他站起身,走到窗邊,望著皇宮深處那座名為養心殿的宮殿方向。
臉上露出一抹恰到好處的愧疚和思念。
“本王做這一切,都隻是為了父皇。”
他的聲音很輕,卻讓池文博和張庭心頭猛地一顫。
“這段時日,又是整頓朝綱,又是籌備戰事,本王忙於處理這些俗務,已經許久沒有去給父皇請安了。”
楚休轉過身,看著兩個已經呆住的老臣,臉上滿是“人子之孝”的真誠,繼續道:
“北境大捷,東線功成,周乾那老匹夫更是被氣得口吐鮮血,人事不省。”
“如此天大的好訊息,本王怎能不第一時間去與父皇分享,讓他也跟著高興高興?”
“至於那區區戰功,虛名而已,與父皇的龍體安康、心情舒暢相比,不值一提。
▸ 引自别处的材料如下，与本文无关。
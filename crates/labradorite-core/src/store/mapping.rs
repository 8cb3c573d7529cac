// ── Per-category mapping tables ──
//
// Identifier → relative document path, loaded once from
// `<mappings_dir>/<category>s.json` and never mutated afterwards.

use std::collections::BTreeMap;
use std::path::Path;

use serde_json::Value;

use super::documents::read_json;
use crate::category::Category;
use crate::error::CoreError;

/// Immutable identifier → document path table for one category.
///
/// Keys are stored lowercase so lookups only need to normalize the
/// requested identifier.
#[derive(Debug, Clone, Default, PartialEq, Eq)]
pub struct MappingTable {
    entries: BTreeMap<String, String>,
}

impl MappingTable {
    /// Load `category`'s table from `mappings_dir`.
    ///
    /// Every failure here is fatal at startup: a missing file, a file that
    /// is not JSON, or a JSON value that is not an object of strings.
    pub fn load(mappings_dir: &Path, category: Category) -> Result<Self, CoreError> {
        let path = mappings_dir.join(category.mapping_file_name());
        if !path.exists() {
            return Err(CoreError::MappingMissing { category, path });
        }

        tracing::info!(%category, path = %path.display(), "loading mapping file");

        let raw = read_json(&path).map_err(|reason| CoreError::MappingUnreadable {
            category,
            path: path.clone(),
            reason,
        })?;

        let table = Self::from_value(category, raw)?;
        tracing::info!(%category, entries = table.len(), "mapping file parsed");
        Ok(table)
    }

    /// Build a table from an already parsed mapping document.
    pub fn from_value(category: Category, raw: Value) -> Result<Self, CoreError> {
        let Value::Object(members) = raw else {
            return Err(CoreError::MappingInvalid {
                category,
                reason: "top-level value is not an object".into(),
            });
        };

        // Sorted so the first of two keys that collide after lowercasing is
        // deterministic.
        let mut members: Vec<(String, Value)> = members.into_iter().collect();
        members.sort_by(|a, b| a.0.cmp(&b.0));

        let mut entries = BTreeMap::new();
        for (key, value) in members {
            let Value::String(path) = value else {
                return Err(CoreError::MappingInvalid {
                    category,
                    reason: format!("value for '{key}' is not a string"),
                });
            };

            insert_first(&mut entries, &key, path, Some(category));
        }

        Ok(Self { entries })
    }

    /// Relative document path for an already lowercased identifier.
    pub fn get(&self, identifier: &str) -> Option<&str> {
        self.entries.get(identifier).map(String::as_str)
    }

    pub fn contains(&self, identifier: &str) -> bool {
        self.entries.contains_key(identifier)
    }

    pub fn iter(&self) -> impl Iterator<Item = (&str, &str)> {
        self.entries.iter().map(|(k, v)| (k.as_str(), v.as_str()))
    }

    pub fn len(&self) -> usize {
        self.entries.len()
    }

    pub fn is_empty(&self) -> bool {
        self.entries.is_empty()
    }
}

/// Same collision rule as [`MappingTable::from_value`]: keys are sorted and
/// the first one to claim a lowercased identifier keeps it.
impl FromIterator<(String, String)> for MappingTable {
    fn from_iter<I: IntoIterator<Item = (String, String)>>(iter: I) -> Self {
        let mut pairs: Vec<(String, String)> = iter.into_iter().collect();
        pairs.sort_by(|a, b| a.0.cmp(&b.0));

        let mut entries = BTreeMap::new();
        for (key, path) in pairs {
            insert_first(&mut entries, &key, path, None);
        }
        Self { entries }
    }
}

/// Insert under the lowercased `key` unless an earlier key already claimed
/// it; a collision is logged and the new path dropped.
fn insert_first(
    entries: &mut BTreeMap<String, String>,
    key: &str,
    path: String,
    category: Option<Category>,
) {
    let normalized = key.to_lowercase();
    if let Some(existing) = entries.get(&normalized) {
        tracing::warn!(
            category = category.map(Category::anchor),
            identifier = %normalized,
            kept = %existing,
            skipped = %path,
            "duplicate mapping after lowercasing"
        );
        return;
    }
    entries.insert(normalized, path);
}
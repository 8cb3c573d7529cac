//! HTTP front end: routes, shared state, error mapping, access logging.

mod error;
mod handlers;
mod middleware;

use std::sync::Arc;

use actix_web::web;

use labradorite_core::{Catalog, TraversalMode};

pub use middleware::RequestLogging;

/// State shared by every worker. The catalog is never mutated after load.
pub struct AppState {
    pub catalog: Arc<Catalog>,
    /// Traversal mode for requests that do not send the strict header.
    pub default_mode: TraversalMode,
}

/// Register every route. Order matters: the versioned prefix must be tried
/// before the rolling one, and the catch-all goes last.
pub fn configure(cfg: &mut web::ServiceConfig) {
    for prefix in ["/api/v0", "/api"] {
        cfg.service(
            web::resource(format!("{prefix}/{{category}}/{{tail:.*}}"))
                .route(web::get().to(handlers::device))
                .default_service(web::to(handlers::fallback)),
        );
    }
    cfg.service(
        web::resource("/help")
            .route(web::get().to(handlers::help))
            .default_service(web::to(handlers::fallback)),
    )
    .service(web::resource("/cow").to(handlers::moo))
    .service(web::resource("/{tail:.*}").to(handlers::fallback));
}
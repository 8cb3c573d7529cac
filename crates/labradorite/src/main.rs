mod cli;
mod commands;
mod config;
mod error;
mod http;
mod output;

use clap::Parser;
use tracing_subscriber::EnvFilter;

use crate::cli::{Cli, Command, LogFormat};
use crate::error::CliError;

#[actix_web::main]
async fn main() {
    // Parse CLI arguments
    let cli = Cli::parse();

    // A server is expected to log requests without being asked to
    let baseline = u8::from(matches!(cli.command, Command::Serve(_)));
    init_tracing(
        cli.global.verbose.saturating_add(baseline),
        cli.global.log_format,
    );

    // Dispatch and handle errors with proper exit codes
    if let Err(err) = run(cli).await {
        let code = err.exit_code();
        eprintln!("{:?}", miette::Report::new(err));
        std::process::exit(code);
    }
}

fn init_tracing(verbosity: u8, format: LogFormat) {
    let filter = match verbosity {
        0 => "warn",
        1 => "info",
        2 => "debug",
        _ => "trace",
    };

    let builder = tracing_subscriber::fmt()
        .with_env_filter(
            EnvFilter::try_from_default_env().unwrap_or_else(|_| EnvFilter::new(filter)),
        )
        .with_target(false)
        .with_writer(std::io::stderr);

    match format {
        LogFormat::Text => builder.init(),
        LogFormat::Json => builder.json().init(),
    }
}

async fn run(cli: Cli) -> Result<(), CliError> {
    match cli.command {
        Command::Serve(args) => commands::serve::handle(args, &cli.global).await,
        Command::Lookup(args) => commands::lookup::handle(args, &cli.global),
        Command::Check(args) => commands::check::handle(&args, &cli.global),
        Command::GenerateMappings(args) => commands::generate::handle(args, &cli.global),
        Command::Config(args) => commands::config_cmd::handle(&args, &cli.global),

        // Shell completions generation
        Command::Completions(args) => {
            use clap::CommandFactory;
            use clap_complete::generate;

            let mut cmd = Cli::command();
            generate(args.shell, &mut cmd, "labradorite", &mut std::io::stdout());
            Ok(())
        }
    }
}
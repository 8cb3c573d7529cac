//! Request handlers.

use std::sync::Arc;

use actix_web::http::header::ContentType;
use actix_web::http::{Method, StatusCode};
use actix_web::{HttpRequest, HttpResponse, web};

use labradorite_core::{Category, Lookup, TraversalMode};

use super::AppState;
use super::error::ApiError;

/// Request header that switches a lookup to strict traversal.
pub const STRICT_HEADER: &str = "Labradorite-FailOnSubkeys";

const HELP_TEXT: &str = "\
Welcome to the Labradorite API server.

Available endpoints:

/api/v0/identifier
  - Returns a JSON based on the provided model identifier (i.e. iPhone17,2)
  - Rolling release endpoint is available at /api/identifier
/api/v0/model
  - Returns a JSON based on the provided model number (i.e. A3084)
  - Rolling release endpoint is available at /api/model
/api/v0/boardconfig
  - Returns a JSON based on the provided boardconfig (i.e. D94AP)
  - Rolling release endpoint is available at /api/boardconfig

Notes on endpoints:

All endpoints support drilling. You can supply nested key names to only return those values.
  - /api/boardconfig/D94AP will return the full json for \"D94AP\".
  - /api/boardconfig/D94AP/chips/soc will return the value for \"chips.soc\" in the json for \"D94AP\".
Identifiers are matched case-insensitively.
Send the header \"Labradorite-FailOnSubkeys: true\" to fail instead of stopping early
when a nested key lands on something that is not an object.
";

/// `GET /api[/v0]/{category}/{identifier}[/{subkey}...]`
pub async fn device(req: HttpRequest, state: web::Data<AppState>) -> Result<HttpResponse, ApiError> {
    let category: Category = req
        .match_info()
        .query("category")
        .parse()
        .map_err(|_| ApiError::UnknownEndpoint)?;

    let mode = requested_mode(&req, state.default_mode);
    let lookup = Lookup::from_path(category, req.path())?.with_mode(mode);

    let catalog = Arc::clone(&state.catalog);
    let resolution = web::block(move || catalog.resolve(&lookup)).await??;
    let body = resolution.to_json()?;

    tracing::debug!(source = resolution.source.as_str(), bytes = body.len(), "responding");

    Ok(HttpResponse::Ok()
        .content_type(ContentType::json())
        .insert_header(("Cow", "true"))
        .body(body))
}

/// `GET /help`
#[allow(clippy::unused_async)]
pub async fn help() -> HttpResponse {
    HttpResponse::Ok()
        .content_type(ContentType::plaintext())
        .insert_header(("Cow", "true"))
        .body(HELP_TEXT)
}

/// `/cow`, any method.
#[allow(clippy::unused_async)]
pub async fn moo() -> HttpResponse {
    HttpResponse::build(StatusCode::IM_A_TEAPOT)
        .content_type(ContentType::plaintext())
        .body("moo\n")
}

/// Everything no route claims.
#[allow(clippy::unused_async)]
pub async fn fallback(req: HttpRequest) -> Result<HttpResponse, ApiError> {
    if req.method() == Method::GET {
        Err(ApiError::UnknownEndpoint)
    } else {
        Err(ApiError::MethodNotAllowed)
    }
}

fn requested_mode(req: &HttpRequest, default: TraversalMode) -> TraversalMode {
    match req
        .headers()
        .get(STRICT_HEADER)
        .and_then(|value| value.to_str().ok())
    {
        Some("true") => TraversalMode::Strict,
        _ => default,
    }
}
”
“……”
“……”
書房內,再次陷入了那種熟悉的,能讓心臟驟停的死寂。
池文博和張庭張著嘴,感覺自己的腦子像是被一萬頭草原神獸奔騰而過,留下了一片狼藉。
神……神一樣的邏輯!
他們在這裏殫精竭慮地為殿下鋪就登基之路。
結果在殿下眼裏,這曠古爍今的功勞,竟然比不上去陪父皇聊聊天?
這孝心……已經扭曲到了他們無法理解的維度!
池文博隻覺得自己的膝蓋又有些發軟。
他看著楚休那張寫滿了“孝子”光輝的臉,心中除了五體投地的崇拜,再也生不出半點別的念頭。
格局!
這就是殿下的格局!
在殿下心中,孝順父皇,永遠是第一位的!
什麼皇圖霸業,都得往後稍稍!
楚休不再理會兩個已經自我攻略完畢的老臣,對著他們溫和一笑,便邁步走出了書房道:
“本王去探望父皇,朝中事務,就有勞二位愛卿了。”
“臣……遵旨!”
“臣等恭送殿下!”
直到楚休的身影徹底消失在走廊盡頭,池文博和張庭才緩緩直起身子。
兩人對視一眼,都從對方眼中看到了深深的震撼和一絲絲的茫然。
跟在這樣的主子身後,雖然時常感覺腦子和膽子都不夠用,但……
真他孃的刺激!
……
養心殿。
自從楚威被氣得中風昏厥,雙腿失去知覺後。
這裏便成了整個皇宮最壓抑、最沉悶的地方。
宮女太監們走路都踮著腳,連呼吸都小心翼翼。
生怕發出一點聲音,驚擾了那位癱在龍榻和輪椅上,日漸沉默的帝王。
此刻,楚威正靠坐在輪椅上,由一名小太監推著,在殿前的院子裏曬著太陽。
他的麵色灰敗,眼神空洞。
整個人彷彿一尊失去了靈魂的雕像,對於外界的一切都毫無反應。
自從被楚休“救”回來之後,他便再也沒有開口說過一句話,整日裏不是發獃,就是昏睡。
禦醫們輪番會診,也說不出個所以然來,隻能歸結於急火攻心,傷了心神,需要靜養。
隻有楚威自己知道,他不是不能說,而是不敢說,不願說。
他怕自己一開口,就會發出恐懼的尖叫。
他怕自己一開口,就會忍不住對那個逆子發出最惡毒的詛咒,然後被他用更恐怖的方式報復回來。
所以,他選擇裝啞巴,裝活死人。
他希望用這種方式,讓那個逆子覺得自己已經是個徹底的廢物,從而放過自己。
就在這時,一個溫和帶笑的聲音,如同冬日裏最和煦的陽光,打破了院中的死寂。
“兒臣,給父皇請安。”
楚休的身影,出現在了養心殿的門口。
他依舊是那副病弱蒼白的樣子,穿著素凈的王袍,臉上掛著純孝的笑容,一步步走了進來。
院子裏所有的宮女太監,在看到他的一瞬間,齊刷刷地跪了一地。
所有人的身體抖如篩糠,頭埋得幾乎要塞進地裡。
彷彿來的不是一位皇子,而是一尊從地獄裏走出來的魔神。
輪椅上的楚威,身體幾不可查地僵硬了一下,那空洞的眼神深處,閃過一抹極致的驚恐。
他又來了!
這個惡魔,又來了!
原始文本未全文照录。